The EU looked on as Putin invaded Chechnya just weeks after he entered the Kremlin. That part of southern Russia is now so combustible that if it does explode, no military force will be able to bring stability or peace to the region. It’s a cauldron waiting to boil over, and when that happens, it will have terrible consequences for the Caucasus and for Russia’s internal security.

When Putin seized the territories of Abkhazia and South Ossetia from Georgia in a short war in 2008, European leaders again wrung their hands. Since then, Russia has established the facts on the ground. Georgia’s territorial integrity has been destroyed.
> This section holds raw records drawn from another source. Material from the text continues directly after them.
/* Explicit emission context.
 *
 * Every emission call receives the schema, the options and the namespace of
 * the entity being emitted through this value; nothing is tracked globally.
 */

use super::options::GeneratorOptions;
use crate::schema::{EnumId, Namespace, NamespaceId, Schema, StructId};

#[derive(Clone, Copy)]
pub struct EmitContext<'s> {
  pub schema: &'s Schema,
  pub options: &'s GeneratorOptions,
  pub namespace: NamespaceId,
}

impl<'s> EmitContext<'s> {
  pub fn new(schema: &'s Schema, options: &'s GeneratorOptions, namespace: NamespaceId) -> Self {
    EmitContext { schema, options, namespace }
  }

  pub fn for_namespace(&self, namespace: NamespaceId) -> Self {
    EmitContext { namespace, ..*self }
  }

  pub fn current_namespace(&self) -> &'s Namespace {
    self.schema.namespace(self.namespace)
  }

  pub fn struct_namespace(&self, id: StructId) -> &'s Namespace {
    self.schema.namespace(self.schema.struct_def(id).namespace)
  }

  pub fn enum_namespace(&self, id: EnumId) -> &'s Namespace {
    self.schema.namespace(self.schema.enum_def(id).namespace)
  }
}
/* Enum declarations and, with the object API, the owned union wrapper. */

use super::naming::{def_name, escape_keyword, make_camel, struct_name};
use super::push_doc;
use super::types::{object_type, scalar_name};
use crate::codegen::context::EmitContext;
use crate::error::{GenError, GenResult};
use crate::schema::{EnumId, Type};

pub fn emit_enum(cx: &EmitContext, id: EnumId) -> GenResult<String> {
  let def = cx.schema.enum_def(id);
  if !def.underlying.is_integer() {
    return Err(GenError::contract(&def.name, "enum underlying type must be an integer"));
  }

  let mut code = String::new();
  push_doc(&mut code, "", &def.doc);
  if cx.options.json_serializer && cx.options.object_api {
    code.push_str("[Newtonsoft.Json.JsonConverter(typeof(Newtonsoft.Json.Converters.StringEnumConverter))]\n");
  }
  if def.bit_flags {
    code.push_str("[System.FlagsAttribute]\n");
  }
  let visibility = if def.private { "internal" } else { "public" };
  code.push_str(&format!("{} enum {} : {}\n{{\n", visibility, def_name(&def.name), scalar_name(def.underlying)));

  for val in &def.values {
    push_doc(&mut code, "  ", &val.doc);
    match &val.union_type {
      Some(Type::Struct(sid)) => {
        let target = struct_name(cx, *sid);
        code.push_str(&format!("  [BigBuffers.UnionTypeAssociation(typeof({}))]\n", target));
      }
      Some(Type::String) => code.push_str("  [BigBuffers.UnionTypeAssociation(typeof(string))]\n"),
      Some(other) => {
        return Err(GenError::contract(&def.name, format!("union variant '{}' has unsupported payload {:?}", val.name, other)));
      }
      None => {}
    }
    code.push_str(&format!("  {} = {},\n", escape_keyword(&val.name), val.value));
  }
  code.push_str("}\n\n");

  if def.is_union && cx.options.object_api {
    emit_union_class(cx, id, &mut code);
    if cx.options.json_serializer {
      emit_union_json_converter(cx, id, &mut code);
    }
  }
  Ok(code)
}

/* Owned `XUnion`: discriminant plus boxed payload, with typed views and Pack */
fn emit_union_class(cx: &EmitContext, id: EnumId, code: &mut String) {
  let def = cx.schema.enum_def(id);
  let enum_ty = def_name(&def.name);
  let class = format!("{}Union", def.name);
  let visibility = if def.private { "internal" } else { "public" };
  let none = def.values.first().map(|v| escape_keyword(&v.name)).unwrap_or_else(|| "NONE".to_string());

  code.push_str(&format!("{} class {} {{\n", visibility, class));
  code.push_str(&format!("  public {} Type {{ get; set; }}\n", enum_ty));
  code.push_str("  public object Value { get; set; }\n\n");
  code.push_str(&format!("  public {}() {{\n    this.Type = {}.{};\n    this.Value = null;\n  }}\n\n", class, enum_ty, none));
  code.push_str("  public T As<T>() where T : class { return this.Value as T; }\n");

  for val in def.variants() {
    let Some(payload) = &val.union_type else { continue };
    let type_name = object_type(cx, payload);
    let member_vis = match payload {
      Type::Struct(sid) if cx.schema.struct_def(*sid).private => "internal",
      _ => "public",
    };
    let helper = make_camel(&val.name, true);
    let lower = val.name.to_lowercase();
    code.push_str(&format!(
      "  {} {} As{}() {{ return this.As<{}>(); }}\n",
      member_vis, type_name, helper, type_name
    ));
    code.push_str(&format!(
      "  {} static {} From{}({} _{}) {{ return new {} {{ Type = {}.{}, Value = _{} }}; }}\n",
      member_vis,
      class,
      helper,
      type_name,
      lower,
      class,
      enum_ty,
      escape_keyword(&val.name),
      lower
    ));
  }
  code.push('\n');

  code.push_str(&format!("  public static ulong Pack(BigBuffers.BigBufferBuilder builder, {} _o) {{\n", class));
  code.push_str("    switch (_o.Type) {\n");
  code.push_str("      default: return 0;\n");
  for val in def.variants() {
    let case = format!("      case {}.{}: return ", enum_ty, escape_keyword(&val.name));
    match &val.union_type {
      Some(Type::Struct(sid)) => code.push_str(&format!(
        "{}{}.Pack(builder, _o.As{}()).Value;\n",
        case,
        struct_name(cx, *sid),
        make_camel(&val.name, true)
      )),
      Some(_) => code.push_str(&format!(
        "{}builder.CreateString(_o.As{}()).Value;\n",
        case,
        make_camel(&val.name, true)
      )),
      None => {}
    }
  }
  code.push_str("    }\n  }\n}\n\n");
}

fn emit_union_json_converter(cx: &EmitContext, id: EnumId, code: &mut String) {
  let def = cx.schema.enum_def(id);
  let enum_ty = def_name(&def.name);
  let union = format!("{}Union", def.name);
  let visibility = if def.private { "internal" } else { "public" };

  code.push_str(&format!("{} class {}_JsonConverter : Newtonsoft.Json.JsonConverter {{\n", visibility, union));
  code.push_str(&format!(
    "  public override bool CanConvert(System.Type objectType) {{\n    return objectType == typeof({u}) || objectType == typeof(System.Collections.Generic.List<{u}>);\n  }}\n",
    u = union
  ));
  code.push_str(&format!(
    concat!(
      "  public override void WriteJson(Newtonsoft.Json.JsonWriter writer, object value, Newtonsoft.Json.JsonSerializer serializer) {{\n",
      "    var _olist = value as System.Collections.Generic.List<{u}>;\n",
      "    if (_olist != null) {{\n",
      "      writer.WriteStartArray();\n",
      "      foreach (var _o in _olist) {{ this.WriteJson(writer, _o, serializer); }}\n",
      "      writer.WriteEndArray();\n",
      "    }} else {{\n",
      "      this.WriteJson(writer, value as {u}, serializer);\n",
      "    }}\n",
      "  }}\n",
      "  public void WriteJson(Newtonsoft.Json.JsonWriter writer, {u} _o, Newtonsoft.Json.JsonSerializer serializer) {{\n",
      "    if (_o == null) return;\n",
      "    serializer.Serialize(writer, _o.Value);\n",
      "  }}\n",
      "  public override object ReadJson(Newtonsoft.Json.JsonReader reader, System.Type objectType, object existingValue, Newtonsoft.Json.JsonSerializer serializer) {{\n",
      "    var _olist = existingValue as System.Collections.Generic.List<{u}>;\n",
      "    if (_olist != null) {{\n",
      "      for (var _j = 0; _j < _olist.Count; ++_j) {{\n",
      "        reader.Read();\n",
      "        _olist[_j] = this.ReadJson(reader, _olist[_j], serializer);\n",
      "      }}\n",
      "      reader.Read();\n",
      "      return _olist;\n",
      "    }} else {{\n",
      "      return this.ReadJson(reader, existingValue as {u}, serializer);\n",
      "    }}\n",
      "  }}\n",
      "  public {u} ReadJson(Newtonsoft.Json.JsonReader reader, {u} _o, Newtonsoft.Json.JsonSerializer serializer) {{\n",
      "    if (_o == null) return null;\n",
      "    switch (_o.Type) {{\n",
      "      default: break;\n",
    ),
    u = union
  ));
  for val in def.variants() {
    let Some(payload) = &val.union_type else { continue };
    code.push_str(&format!(
      "      case {}.{}: _o.Value = serializer.Deserialize<{}>(reader); break;\n",
      enum_ty,
      escape_keyword(&val.name),
      object_type(cx, payload)
    ));
  }
  code.push_str("    }\n    return _o;\n  }\n}\n\n");
}
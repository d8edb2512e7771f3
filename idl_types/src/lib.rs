//! Schema Document Definitions
//!
//! This crate contains the serializable schema document consumed by the
//! generator: definitions, services and the field type-expression grammar.
//! It performs no resolution and no code generation.

pub mod type_expr;
pub mod types;

pub use type_expr::*;
pub use types::*;
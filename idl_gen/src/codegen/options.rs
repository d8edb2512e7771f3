/* Generator configuration.
 *
 * Loaded from an optional YAML file and then overridden by command line flags.
 * Every option only changes surface text; none of them changes layout.
 */

use serde_derive::{Deserialize, Serialize};

#[derive(Serialize, Deserialize, Debug, Clone, PartialEq, Eq)]
#[serde(rename_all = "kebab-case", default)]
pub struct GeneratorOptions {
  /* Concatenate every entity into one file instead of one file per entity */
  pub one_file: bool,
  /* Mutators and writable spans become public instead of internal */
  pub mutable_buffer: bool,
  /* Emit owned mirror classes with Pack/UnPack */
  pub object_api: bool,
  /* Emit JSON attributes, union converters and root (de)serialization */
  pub json_serializer: bool,
  /* Appended to the schema name in one-file mode */
  pub filename_suffix: String,
  pub filename_extension: String,
  /* Mark nullable reference returns with `?` under `#nullable enable` */
  pub nullable_annotation: bool,
  pub object_prefix: String,
  pub object_suffix: String,
}

impl Default for GeneratorOptions {
  fn default() -> Self {
    Self {
      one_file: false,
      mutable_buffer: false,
      object_api: false,
      json_serializer: false,
      filename_suffix: "_generated".to_string(),
      filename_extension: "cs".to_string(),
      nullable_annotation: false,
      object_prefix: String::new(),
      object_suffix: "T".to_string(),
    }
  }
}

impl GeneratorOptions {
  pub fn from_yaml(text: &str) -> Result<Self, serde_yml::Error> {
    serde_yml::from_str(text)
  }

  /* Visibility of members that write into the buffer */
  pub fn mutator_visibility(&self) -> &'static str {
    if self.mutable_buffer { "public" } else { "internal" }
  }

  /* `readonly ` qualifier on reference accessors */
  pub fn ref_qualifier(&self) -> &'static str {
    if self.mutable_buffer { "" } else { "readonly " }
  }

  /* Suffix for reference-typed returns that may be null */
  pub fn nullable_ref(&self) -> &'static str {
    if self.nullable_annotation { "?" } else { "" }
  }

  pub fn extension(&self) -> String {
    let ext = self.filename_extension.trim_start_matches('.');
    format!(".{}", ext)
  }
}

#[cfg(test)]
mod tests {
  use super::*;

  #[test]
  fn test_partial_config_keeps_defaults() {
    let options = GeneratorOptions::from_yaml("object-api: true\nfilename-extension: \".g.cs\"\n").unwrap();
    assert!(options.object_api);
    assert!(!options.one_file);
    assert_eq!(options.object_suffix, "T");
    assert_eq!(options.extension(), ".g.cs");
  }

  #[test]
  fn test_mutable_buffer_switches_visibility() {
    let mut options = GeneratorOptions::default();
    assert_eq!(options.mutator_visibility(), "internal");
    assert_eq!(options.ref_qualifier(), "readonly ");
    options.mutable_buffer = true;
    assert_eq!(options.mutator_visibility(), "public");
    assert_eq!(options.ref_qualifier(), "");
  }
}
Moldova’s territorial integrity has been affected too. There, for over two decades, Russian-backed leaders in the breakaway region of Transnistria have done everything possible to undermine Moldova’s fragile democracy and its ambitions to move closer to the EU.

And now Crimea. Since February 28, this peninsula in southern Ukraine is under the de facto control of Russia. No matter how U.S. or EU leaders react, Putin will push to consolidate Russia’s grip on this strategic part of Ukraine. It is as if Putin is trying to reverse the collapse of the Soviet Union, an event that Putin described as one of the worst tragedies ever to hit Russia.

It is time for European leaders to recognize that the age of illusions about Russia is over.

One of those illusions was built on the premise and hope that Putin would modernize his country. That is something that several European governments have longed for—especially Germany, but also Russia’s other Western neighbors, not least Poland.

For decades, successive German governments have reached out to Russia, believing that the modernization of the Russian economy would eventually lead to the creation of a modern political order where the rule of law would prevail. Yet Germany’s Ostpolitik, or Eastern policy, has failed, as Putin’s policies in Chechnya, Georgia, and now Crimea have shown. Surely, any believer in Ostpolitik must now admit that a major illusion has been shattered.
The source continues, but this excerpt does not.